Figure 7: MLPerf Inference v2.0 compared to v1.1 DLRM per card results on the PowerEdge R750xa server
RNNT
The Recurrent Neural Network Transducers (RNNT) model falls under the speech recognition category. This benchmark accepts raw audio samples and produces the corresponding character transcription. For the RNNT benchmark, the PowerEdge R750xa server maintained similar performance behavior within 0.04 percent in the server mode and showing 1.46 percent performance gains in the offline mode.
Figure 8: MLPerf Inference v2.0 compared to v1.1 RNNT per card results on the PowerEdge R750xa server
3D U-Net
The 3D U-Net performance numbers have changed in terms of scale and are not comparable in a bar graph because of a change to the dataset. The new dataset for this model is the Kitts 2019 Kidney Tumor Segmentation set. However, the PowerEdge R750xa server yielded Number One results among the PCIe form factor systems that were submitted.
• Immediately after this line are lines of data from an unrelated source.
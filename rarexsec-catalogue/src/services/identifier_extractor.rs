//! (run, subrun) identifier extraction
//!
//! Looks for run/subrun columns in a prioritized list of tree locations; when none of
//! them yields pairs, scans every tree in the file and unions what it finds (the
//! columns can be split unpredictably across trees). Unreadable files contribute an
//! empty set and a warning; extraction never fails the caller.

use crate::services::event_file::{EventFile, EventFileReader};
use rarexsec_common::RunSubrun;
use std::collections::{BTreeSet, HashMap};
use std::path::{Path, PathBuf};
use std::sync::Arc;

/// Tree locations tried in order before the full scan
pub const CANDIDATE_TREES: [&str; 8] = [
    "nuselection/SubRun",
    "nuselection/SubRuns",
    "SubRun",
    "SubRuns",
    "subrun",
    "subruns",
    "nuselection/Events",
    "Events",
];

/// Extracts the distinct (run, subrun) pairs present in event files
#[derive(Clone)]
pub struct IdentifierExtractor {
    reader: Arc<dyn EventFileReader>,
}

impl IdentifierExtractor {
    pub fn new(reader: Arc<dyn EventFileReader>) -> Self {
        Self { reader }
    }

    /// Union of per-file pairs across `files`
    pub fn extract_files(&self, files: &[PathBuf]) -> BTreeSet<RunSubrun> {
        let mut pairs = BTreeSet::new();
        for file in files {
            pairs.extend(self.extract_file(file));
        }
        pairs
    }

    /// Pairs present in a single file
    pub fn extract_file(&self, path: &Path) -> BTreeSet<RunSubrun> {
        let mut file = match self.reader.open(path) {
            Ok(file) => file,
            Err(e) => {
                tracing::warn!(path = %path.display(), "Failed extracting (run,subrun): {}", e);
                return BTreeSet::new();
            }
        };

        for tree in CANDIDATE_TREES {
            let pairs = read_pairs(file.as_mut(), tree);
            if !pairs.is_empty() {
                tracing::debug!(path = %path.display(), tree, count = pairs.len(), "Found (run,subrun) pairs");
                return pairs;
            }
        }

        let trees = match file.tree_paths() {
            Ok(trees) => trees,
            Err(e) => {
                tracing::warn!(path = %path.display(), "Schema scan failed: {}", e);
                return BTreeSet::new();
            }
        };

        let mut pairs = BTreeSet::new();
        for tree in &trees {
            pairs.extend(read_pairs(file.as_mut(), tree));
        }

        if pairs.is_empty() {
            tracing::debug!(path = %path.display(), trees = trees.len(), "No run/subrun columns found");
        }
        pairs
    }
}

/// Pairs from one tree, matching `run`/`subrun` branch names case-insensitively
fn read_pairs(file: &mut dyn EventFile, tree: &str) -> BTreeSet<RunSubrun> {
    let Some(branches) = file.branch_names(tree) else {
        return BTreeSet::new();
    };

    let by_lower: HashMap<String, String> = branches
        .into_iter()
        .map(|name| (name.to_lowercase(), name))
        .collect();

    let (Some(run_branch), Some(subrun_branch)) = (by_lower.get("run"), by_lower.get("subrun"))
    else {
        return BTreeSet::new();
    };

    let runs = match file.read_integers(tree, run_branch) {
        Ok(values) => values,
        Err(e) => {
            tracing::debug!(tree, "Skipping tree: {}", e);
            return BTreeSet::new();
        }
    };
    let subruns = match file.read_integers(tree, subrun_branch) {
        Ok(values) => values,
        Err(e) => {
            tracing::debug!(tree, "Skipping tree: {}", e);
            return BTreeSet::new();
        }
    };

    runs.into_iter()
        .zip(subruns)
        .map(|(run, subrun)| RunSubrun(run, subrun))
        .collect()
}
This model falls under the computer vision category, but it specifically deals with medical image data.
Results summary
Figure 1 through Figure 8 show the consistent performance of the PowerEdge R750xa server across both rounds of submission.
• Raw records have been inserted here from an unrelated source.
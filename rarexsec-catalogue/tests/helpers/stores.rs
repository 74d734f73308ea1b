//! SQLite lookup-store fixtures

use sqlx::sqlite::{SqliteConnectOptions, SqliteJournalMode};
use sqlx::{ConnectOptions, Connection};
use std::path::Path;

/// `runinfo(run, subrun, EXTTrig)` store
pub async fn create_runinfo_db(path: &Path, rows: &[(i64, i64, i64)]) {
    let mut conn = SqliteConnectOptions::new()
        .filename(path)
        .create_if_missing(true)
        .journal_mode(SqliteJournalMode::Delete)
        .connect()
        .await
        .unwrap();
    sqlx::query("CREATE TABLE runinfo (run INTEGER, subrun INTEGER, EXTTrig INTEGER, gate1_trig INTEGER)")
        .execute(&mut conn)
        .await
        .unwrap();
    for (run, subrun, ext) in rows {
        sqlx::query("INSERT INTO runinfo (run, subrun, EXTTrig, gate1_trig) VALUES (?, ?, ?, 0)")
            .bind(*run)
            .bind(*subrun)
            .bind(*ext)
            .execute(&mut conn)
            .await
            .unwrap();
    }
    conn.close().await.unwrap();
}

/// `numi(run, subrun, EA9CNT_wcut, tortgt_wcut)` store
pub async fn create_numi_db(path: &Path, rows: &[(i64, i64, f64, f64)]) {
    let mut conn = SqliteConnectOptions::new()
        .filename(path)
        .create_if_missing(true)
        .journal_mode(SqliteJournalMode::Delete)
        .connect()
        .await
        .unwrap();
    sqlx::query("CREATE TABLE numi (run INTEGER, subrun INTEGER, EA9CNT_wcut REAL, tortgt_wcut REAL)")
        .execute(&mut conn)
        .await
        .unwrap();
    for (run, subrun, ea9, tortgt) in rows {
        sqlx::query("INSERT INTO numi (run, subrun, EA9CNT_wcut, tortgt_wcut) VALUES (?, ?, ?, ?)")
            .bind(*run)
            .bind(*subrun)
            .bind(*ea9)
            .bind(*tortgt)
            .execute(&mut conn)
            .await
            .unwrap();
    }
    conn.close().await.unwrap();
}
//! POT accumulation
//!
//! Sums the per-subrun `pot` column of `nuselection/SubRun` across files. Merged
//! artifacts go through a bounded worker pool backed by an mtime-keyed cache; raw
//! source files (no merged artifact yet) are streamed in size-bounded chunks.

use crate::services::event_file::{EventFileError, EventFileReader};
use dashmap::DashMap;
use futures::stream::{self, StreamExt};
use std::path::{Path, PathBuf};
use std::sync::Arc;
use std::time::SystemTime;

pub const POT_TREE: &str = "nuselection/SubRun";
pub const POT_BRANCH: &str = "pot";

/// Upper bound on the on-disk size of one streaming chunk
pub const STREAM_CHUNK_BYTES: u64 = 50 * 1024 * 1024;

/// Per-file POT memo keyed by (path, modification time)
///
/// A rewritten file gets a new mtime and therefore a new key; stale entries are
/// never consulted again.
#[derive(Debug, Default)]
pub struct PotCache {
    entries: DashMap<(PathBuf, SystemTime), f64>,
}

impl PotCache {
    pub fn new() -> Self {
        Self::default()
    }

    /// Cached value for `key`, computing and storing it on a miss
    ///
    /// Failed computations are not cached.
    pub fn get_or_compute<F>(&self, key: (PathBuf, SystemTime), compute: F) -> Result<f64, EventFileError>
    where
        F: FnOnce() -> Result<f64, EventFileError>,
    {
        if let Some(value) = self.entries.get(&key) {
            return Ok(*value);
        }
        let value = compute()?;
        self.entries.insert(key, value);
        Ok(value)
    }

    pub fn len(&self) -> usize {
        self.entries.len()
    }

    pub fn is_empty(&self) -> bool {
        self.entries.is_empty()
    }
}

/// POT summation over event files
#[derive(Clone)]
pub struct PotAccumulator {
    reader: Arc<dyn EventFileReader>,
    cache: Arc<PotCache>,
}

impl PotAccumulator {
    pub fn new(reader: Arc<dyn EventFileReader>, cache: Arc<PotCache>) -> Self {
        Self { reader, cache }
    }

    /// Same reader, different cache
    pub fn with_cache(self, cache: Arc<PotCache>) -> Self {
        Self { cache, ..self }
    }

    /// POT recorded in one file; unreadable files contribute 0.0
    pub fn file_pot(&self, path: &Path) -> f64 {
        if !path.is_file() {
            return 0.0;
        }

        let mtime = std::fs::metadata(path).and_then(|m| m.modified());
        let result = match mtime {
            Ok(mtime) => self
                .cache
                .get_or_compute((path.to_path_buf(), mtime), || self.read_pot(path)),
            Err(_) => self.read_pot(path),
        };

        match result {
            Ok(pot) => pot,
            Err(e) => {
                tracing::warn!(path = %path.display(), "Could not read POT: {}", e);
                0.0
            }
        }
    }

    /// Sum over `files` with at most `min(files.len(), jobs)` concurrent reads
    ///
    /// Contributions are added in input order so repeated runs give identical totals.
    pub async fn sum_parallel(&self, files: &[PathBuf], jobs: usize) -> f64 {
        if files.is_empty() {
            return 0.0;
        }
        let workers = files.len().min(jobs.max(1));

        let contributions: Vec<f64> = stream::iter(files.to_vec())
            .map(|path| {
                let accumulator = self.clone();
                async move {
                    let shown = path.display().to_string();
                    match tokio::task::spawn_blocking(move || accumulator.file_pot(&path)).await {
                        Ok(pot) => pot,
                        Err(e) => {
                            tracing::warn!(path = %shown, "POT worker failed: {}", e);
                            0.0
                        }
                    }
                }
            })
            .buffered(workers)
            .collect()
            .await;

        contributions.iter().sum()
    }

    /// Sum over raw source files, holding at most one chunk of branch data at a time
    pub async fn sum_streaming(&self, files: &[PathBuf]) -> f64 {
        if files.is_empty() {
            return 0.0;
        }
        let accumulator = self.clone();
        let files = files.to_vec();
        match tokio::task::spawn_blocking(move || accumulator.stream_sum(&files)).await {
            Ok(pot) => pot,
            Err(e) => {
                tracing::warn!("Streaming POT sum failed: {}", e);
                0.0
            }
        }
    }

    fn stream_sum(&self, files: &[PathBuf]) -> f64 {
        let mut total = 0.0;
        for chunk in size_bounded_chunks(files, STREAM_CHUNK_BYTES) {
            let mut values: Vec<f64> = Vec::new();
            for path in chunk {
                match self.reader.open(path).and_then(|mut f| f.read_floats(POT_TREE, POT_BRANCH)) {
                    Ok(mut column) => values.append(&mut column),
                    Err(e) => tracing::warn!(path = %path.display(), "Could not read POT: {}", e),
                }
            }
            total += values.iter().sum::<f64>();
        }
        total
    }

    fn read_pot(&self, path: &Path) -> Result<f64, EventFileError> {
        let mut file = self.reader.open(path)?;
        let column = file.read_floats(POT_TREE, POT_BRANCH)?;
        Ok(column.iter().sum())
    }
}

/// Split `files` into consecutive groups whose combined size stays under `limit`
///
/// A single file larger than `limit` forms its own group.
fn size_bounded_chunks(files: &[PathBuf], limit: u64) -> Vec<&[PathBuf]> {
    let mut chunks = Vec::new();
    let mut start = 0;
    let mut bytes = 0u64;

    for (i, path) in files.iter().enumerate() {
        let size = std::fs::metadata(path).map(|m| m.len()).unwrap_or(0);
        if i > start && bytes + size > limit {
            chunks.push(&files[start..i]);
            start = i;
            bytes = 0;
        }
        bytes += size;
    }
    if start < files.len() {
        chunks.push(&files[start..]);
    }
    chunks
}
The following figure shows that in the offline scenarios for the benchmarks there is a small but noticeable performance improvement:
Figure 9: Performance improvement in percentage of the PowerEdge R750xa server across MLPerf Inference v2.0 and v1.1
The small percentage delta in the server scenarios can be a result of noise and are consistent with the previous round of submission.
Conclusion
This blog confirms the consistent performance of the Dell PowerEdge R750xa server across the MLPerf Inference v1.1 and MLPerf Inference v2.0 submissions. Because an identical system from round v1.1 performed at a consistent level for MLPerf Inference v2.0, we see that the software stack upgrades had minimal impact on performance. Therefore, the optimal results from the v1.1 round of submission can be used for making informed decisions about server performance for a specific ML workload. Because Dell Technologies submitted a diverse set of configurations in the v1.1 round of submission, customers can take advantage of many results.